Perrin Sarioglu, Kirchheim, Betriebsratsvorsitzende. Zum Artikel „Fristlos gekündigt nach TV-Auftritt“ vom 31. Oktober. In was für einer Welt leben wir eigentlich? Banker und Manager können ungestört alles an die Wand fahren und werden dafür noch mit überdimensionalen Gehältern und Abfindungen belohnt. Kleine Arbeitnehmer werden, nachdem sie sich fast ihr Leben lang in die Firma eingebracht haben, wegen einem Pfandbon im Cent-Bereich ohne Pardon entlassen.
Schon Wochen vor dem 9. November und wahrscheinlich auch Wochen danach wird der Mauerfall gefeiert, die große Freiheit bejubelt. Mit großen Freudengefühlen der Menschen aus dem Osten, als sie damals endlich frei waren.

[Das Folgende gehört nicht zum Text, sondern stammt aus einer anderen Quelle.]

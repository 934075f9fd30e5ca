use std::{borrow::Cow, fmt, hash, marker::PhantomData};

use schemars::{
    gen::SchemaGenerator,
    schema::{InstanceType, Schema, SchemaObject},
    JsonSchema,
};
use serde::{Deserialize, Serialize};

pub trait HasId {
    type IdType;
}

/// An identifier tagged with the type it identifies, so a tour id can not be
/// passed where a waypoint id is expected.
pub struct Id<T: HasId>(T::IdType, PhantomData<T>);

impl<T: HasId> Id<T> {
    pub fn new(inner: T::IdType) -> Self {
        Self(inner, PhantomData)
    }
}

impl<T: HasId> Id<T>
where
    T::IdType: Clone,
{
    pub fn raw(&self) -> T::IdType {
        self.0.clone()
    }
}

impl<T: HasId> fmt::Debug for Id<T>
where
    T::IdType: fmt::Debug,
{
    fn fmt(&self, f: &mut fmt::Formatter<'_>) -> fmt::Result {
        f.debug_tuple("Id").field(&self.0).finish()
    }
}

impl<T: HasId> fmt::Display for Id<T>
where
    T::IdType: fmt::Display,
{
    fn fmt(&self, f: &mut fmt::Formatter<'_>) -> fmt::Result {
        write!(f, "{}", self.0)
    }
}

impl<T: HasId> Clone for Id<T>
where
    T::IdType: Clone,
{
    fn clone(&self) -> Self {
        Self(self.0.clone(), PhantomData)
    }
}

impl<T: HasId> Copy for Id<T> where T::IdType: Copy {}

impl<T: HasId> hash::Hash for Id<T>
where
    T::IdType: hash::Hash,
{
    fn hash<H: hash::Hasher>(&self, state: &mut H) {
        self.0.hash(state)
    }
}

impl<T: HasId> PartialEq for Id<T>
where
    T::IdType: PartialEq,
{
    fn eq(&self, other: &Self) -> bool {
        self.0.eq(&other.0)
    }
}

impl<T: HasId> Eq for Id<T> where T::IdType: Eq {}

impl<'de, T: HasId> Deserialize<'de> for Id<T>
where
    T::IdType: Deserialize<'de>,
{
    fn deserialize<D>(deserializer: D) -> Result<Self, D::Error>
    where
        D: serde::Deserializer<'de>,
    {
        T::IdType::deserialize(deserializer).map(|id| Id::new(id))
    }
}

impl<T: HasId> Serialize for Id<T>
where
    T::IdType: Serialize,
{
    fn serialize<S>(&self, serializer: S) -> Result<S::Ok, S::Error>
    where
        S: serde::Serializer,
    {
        self.0.serialize(serializer)
    }
}

impl<T: HasId + JsonSchema> JsonSchema for Id<T>
where
    T::IdType: Serialize,
{
    fn schema_name() -> String {
        // Exclude the module path to make the name in generated schemas clearer.
        format!("{}Id", T::schema_name())
    }

    fn schema_id() -> Cow<'static, str> {
        Cow::Borrowed(concat!(module_path!(), "::Id"))
    }

    fn json_schema(_gen: &mut SchemaGenerator) -> Schema {
        SchemaObject {
            instance_type: Some(InstanceType::Integer.into()),
            format: Some("int64".to_owned()),
            ..Default::default()
        }
        .into()
    }
}
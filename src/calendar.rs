//! ISO week numbering and weekday helpers.

use chrono::{Datelike, NaiveDate, Weekday};

/// ISO week key: week-numbering year plus week number.
///
/// Ordered by year then week, so it can key a `BTreeMap` across a
/// year boundary without merging week 1 of two different years.
#[derive(Debug, Clone, Copy, PartialEq, Eq, PartialOrd, Ord, Hash)]
pub struct WeekKey {
    pub iso_year: i32,
    pub week: u32,
}

impl WeekKey {
    pub fn of(date: NaiveDate) -> Self {
        let iso = date.iso_week();
        Self {
            iso_year: iso.year(),
            week: iso.week(),
        }
    }
}

/// ISO week number (1-53) of `date`.
pub fn iso_week_number(date: NaiveDate) -> u32 {
    date.iso_week().week()
}

/// Returns true for Saturday and Sunday.
pub fn is_weekend(date: NaiveDate) -> bool {
    matches!(date.weekday(), Weekday::Sat | Weekday::Sun)
}

/// Iterates every date in `[start, end]`. Empty when `start > end`.
pub fn days_inclusive(start: NaiveDate, end: NaiveDate) -> impl Iterator<Item = NaiveDate> {
    start
        .iter_days()
        .take_while(move |d| *d <= end)
}
//! Leveling engine that runs the plan stages over one input batch.

use std::collections::{BTreeMap, BTreeSet};

use chrono::NaiveDate;
use serde::Deserialize;

use super::adjust::{adjust, resolve_pct};
use super::leveling::cumulative_demand;
use super::run_length::max_run;
use super::split::{DEFAULT_LEAVE_BUFFER_RATIO, split};
use super::types::{CapacityRecord, DemandRecord, PlanRow};
use super::weekly::redistribute;
use super::working_day::classify;
use crate::calendar::days_inclusive;
use crate::error::PlanError;

/// Demand handling for dates that have no capacity record.
#[derive(Debug, Clone, Copy, PartialEq, Eq, Default, Deserialize)]
#[serde(rename_all = "snake_case")]
pub enum MissingCapacity {
    /// Keep the raw forecast, unadjusted.
    #[default]
    PassThrough,
    /// Treat the day's demand as 0.
    ZeroDemand,
}

/// Handling of `forecast_addition_pct` outside `[-100, 100]`.
#[derive(Debug, Clone, Copy, PartialEq, Eq, Default, Deserialize)]
#[serde(rename_all = "snake_case")]
pub enum AdditionPctPolicy {
    #[default]
    Reject,
    Clamp,
}

/// Handling of a week with surplus but no working day.
#[derive(Debug, Clone, Copy, PartialEq, Eq, Default, Deserialize)]
#[serde(rename_all = "snake_case")]
pub enum SurplusPolicy {
    #[default]
    Fail,
    Drop,
}

/// Engine parameters; the `[engine]` section of a plan config.
#[derive(Debug, Clone, PartialEq, Deserialize)]
#[serde(default, deny_unknown_fields)]
pub struct EngineConfig {
    /// Share of cumulative demand held back as leave buffer.
    pub leave_buffer_ratio: f64,
    pub missing_capacity: MissingCapacity,
    pub addition_pct: AdditionPctPolicy,
    pub unresolvable_surplus: SurplusPolicy,
    /// Fail with `EmptySeries` instead of returning an empty plan.
    pub require_rows: bool,
    /// Fail with `MisalignedSeries` when demand and capacity share no date.
    pub strict_alignment: bool,
}

impl Default for EngineConfig {
    fn default() -> Self {
        Self {
            leave_buffer_ratio: DEFAULT_LEAVE_BUFFER_RATIO,
            missing_capacity: MissingCapacity::default(),
            addition_pct: AdditionPctPolicy::default(),
            unresolvable_surplus: SurplusPolicy::default(),
            require_rows: false,
            strict_alignment: true,
        }
    }
}

/// Production leveling engine.
///
/// Stateless apart from its configuration: every call to [`PlanEngine::plan`]
/// is a pure function of the two input series.
///
/// # Examples
///
/// ```
/// use chrono::NaiveDate;
/// use pick_plan::plan::engine::{EngineConfig, PlanEngine};
/// use pick_plan::plan::types::{CapacityRecord, DemandRecord};
///
/// let monday = NaiveDate::from_ymd_opt(2024, 3, 4).unwrap();
/// let demand = [DemandRecord::new(monday, 100)];
/// let capacity = [CapacityRecord::new(monday, 500, 500, 10)];
///
/// let rows = PlanEngine::new(EngineConfig::default()).plan(&demand, &capacity).unwrap();
/// assert_eq!(rows[0].adjusted_demand, 110);
/// assert_eq!(rows[0].final_daily_qty, 110.0);
/// ```
#[derive(Debug, Clone, Default)]
pub struct PlanEngine {
    config: EngineConfig,
}

impl PlanEngine {
    pub fn new(config: EngineConfig) -> Self {
        Self { config }
    }

    /// Computes the daily pick plan.
    ///
    /// Both series must be strictly ascending by date. The plan has one row
    /// per calendar date from the earliest to the latest date of either
    /// series: capacity-less dates are non-working, demand-less dates have
    /// zero demand.
    ///
    /// # Errors
    ///
    /// * `InvalidBufferRatio` - `leave_buffer_ratio` is not a number in [0, 1]
    /// * `UnorderedSeries` - a series is unsorted or repeats a date
    /// * `EmptySeries` - a series is empty and `require_rows` is set
    /// * `InvalidParameter` - negative capacity, or out-of-range percentage
    ///   under the reject policy
    /// * `MisalignedSeries` - no shared date and `strict_alignment` is set
    /// * `UnresolvableSurplus` - see [`redistribute`]
    pub fn plan(
        &self,
        demand: &[DemandRecord],
        capacity: &[CapacityRecord],
    ) -> Result<Vec<PlanRow>, PlanError> {
        let ratio = self.config.leave_buffer_ratio;
        if !ratio.is_finite() || !(0.0..=1.0).contains(&ratio) {
            return Err(PlanError::InvalidBufferRatio { ratio });
        }
        ensure_ascending("demand", demand.iter().map(|r| r.date))?;
        ensure_ascending("capacity", capacity.iter().map(|r| r.date))?;

        for (series, len) in [("demand", demand.len()), ("capacity", capacity.len())] {
            if len == 0 {
                if self.config.require_rows {
                    return Err(PlanError::EmptySeries { series });
                }
                tracing::warn!(series, "input series is empty, returning an empty plan");
                return Ok(Vec::new());
            }
        }

        let capacity_by_date = self.validated_capacity(capacity)?;
        self.check_alignment(demand, capacity)?;

        let demand_by_date: BTreeMap<NaiveDate, u64> =
            demand.iter().map(|r| (r.date, r.raw_quantity)).collect();
        // Both series are non-empty and ascending here.
        let (Some(d0), Some(d1), Some(c0), Some(c1)) =
            (demand.first(), demand.last(), capacity.first(), capacity.last())
        else {
            return Ok(Vec::new());
        };
        let (first, last) = (d0.date.min(c0.date), d1.date.max(c1.date));
        let dates: Vec<NaiveDate> = days_inclusive(first, last).collect();

        let mut adjusted = Vec::with_capacity(dates.len());
        let mut is_working = Vec::with_capacity(dates.len());
        for date in &dates {
            let raw = demand_by_date.get(date).copied().unwrap_or(0);
            let record = capacity_by_date.get(date);
            is_working.push(classify(record));
            adjusted.push(match record {
                Some(r) => adjust(raw, r.forecast_addition_pct),
                None => match self.config.missing_capacity {
                    MissingCapacity::PassThrough => raw,
                    MissingCapacity::ZeroDemand => 0,
                },
            });
        }

        let longest_closure = max_run(&is_working);
        tracing::debug!(
            days = dates.len(),
            working_days = is_working.iter().filter(|w| **w).count(),
            longest_closure,
            "classified days"
        );

        let cumulative = cumulative_demand(&adjusted, &is_working);
        let splits = split(&cumulative, &is_working, self.config.leave_buffer_ratio);
        let shares = redistribute(
            &dates,
            &is_working,
            &splits,
            self.config.unresolvable_surplus,
        )?;

        let rows: Vec<PlanRow> = dates
            .iter()
            .enumerate()
            .map(|(i, date)| PlanRow {
                date: *date,
                adjusted_demand: adjusted[i],
                is_working_day: is_working[i],
                cumulative_demand: cumulative[i],
                leave_buffer: splits[i].leave_buffer,
                min_pick_qty: splits[i].min_pick_qty,
                extra_qty: splits[i].extra_qty,
                iso_year: shares[i].week.iso_year,
                week_number: shares[i].week.week,
                weekly_extra_total: shares[i].weekly_extra_total,
                working_days_in_week: shares[i].working_days_in_week,
                daily_extra_share: shares[i].daily_extra_share,
                final_daily_qty: shares[i].final_daily_qty,
            })
            .collect();

        tracing::debug!(rows = rows.len(), "plan computed");
        Ok(rows)
    }

    /// Rejects negative capacities, resolves percentages per policy and
    /// indexes the records by date.
    fn validated_capacity(
        &self,
        capacity: &[CapacityRecord],
    ) -> Result<BTreeMap<NaiveDate, CapacityRecord>, PlanError> {
        let mut by_date = BTreeMap::new();
        for record in capacity {
            for (field, value) in [
                ("picking_capacity", record.picking_capacity),
                ("packing_capacity", record.packing_capacity),
            ] {
                if value < 0 {
                    return Err(PlanError::InvalidParameter {
                        date: record.date,
                        field,
                        value,
                        reason: "must be >= 0",
                    });
                }
            }
            let pct = resolve_pct(
                record.date,
                record.forecast_addition_pct,
                self.config.addition_pct,
            )?;
            by_date.insert(
                record.date,
                CapacityRecord {
                    forecast_addition_pct: pct,
                    ..*record
                },
            );
        }
        Ok(by_date)
    }

    fn check_alignment(
        &self,
        demand: &[DemandRecord],
        capacity: &[CapacityRecord],
    ) -> Result<(), PlanError> {
        let capacity_dates: BTreeSet<NaiveDate> = capacity.iter().map(|r| r.date).collect();
        if demand.iter().any(|r| capacity_dates.contains(&r.date)) {
            return Ok(());
        }

        // Both series are non-empty and ascending here.
        let (Some(d0), Some(d1), Some(c0), Some(c1)) =
            (demand.first(), demand.last(), capacity.first(), capacity.last())
        else {
            return Ok(());
        };
        let err = PlanError::MisalignedSeries {
            demand_start: d0.date,
            demand_end: d1.date,
            capacity_start: c0.date,
            capacity_end: c1.date,
        };
        if self.config.strict_alignment {
            return Err(err);
        }
        tracing::warn!(%err, "planning over disjoint series");
        Ok(())
    }
}

fn ensure_ascending(
    series: &'static str,
    dates: impl Iterator<Item = NaiveDate>,
) -> Result<(), PlanError> {
    let mut previous: Option<NaiveDate> = None;
    for date in dates {
        if previous.is_some_and(|p| p >= date) {
            return Err(PlanError::UnorderedSeries { series, date });
        }
        previous = Some(date);
    }
    Ok(())
}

Gerührt und bewegt sahen alle vergangene Woche die Bilder im Fernsehen.
Aber was ist das für eine Welt, wenn fast im gleichen Augenblick ein Mensch, der sich als Betriebsrat für den Erhalt der Arbeitsplätze seiner Kolleginnen und Kollegen einsetzt, der in den Medien ehrlich über Tatsachen berichtet, um seinem Unternehmen zu helfen, fristlos gekündigt wird. Damit die Banken endlich den Firmen Kredite geben, damit sie nicht über die Klinge springen müssen! Damit Menschen nicht mehr länger um ihre Arbeitsplätze bangen müssen und nicht in ihr finanzielles Verderben getrieben werden.
Am 9. November feierten die Medien die große Freiheit (Meinungsfreiheit) und genau dieser Betriebsrat wird, weil er seine Meinung im Fernsehen äußerte, kurz darauf gekündigt! Was ist das für eine Welt, in der Betriebsratskolleginnen und Kollegen dieses Betriebsrates auch noch, ohne mit der Wimper zu zucken, der Kündigung einstimmig zustimmen und ihn damit in den Albtraum Arbeitslosigkeit und den finanziellen Ruin schicken? Betriebsräte, die bei der Wahl ihrer Kolleginnen und Kollegen einen klaren Auftrag erteilt bekamen! Nämlich den, sich für die Rechte der Arbeitnehmer einzusetzen!
Nein! Diese Welt will ich mir gar nicht vorstellen, denn da kommt einem für die Zukunft das große Grauen! Meiner Meinung nach haben Betriebsräte, die einer Kündigung ihrer Kollegen zustimmen, das Recht, sich „Arbeitnehmervertreter“ zu nennen, verwirkt! Der einzige Weg, hier noch Charakter zu zeigen, ist der, sein Amt niederzulegen!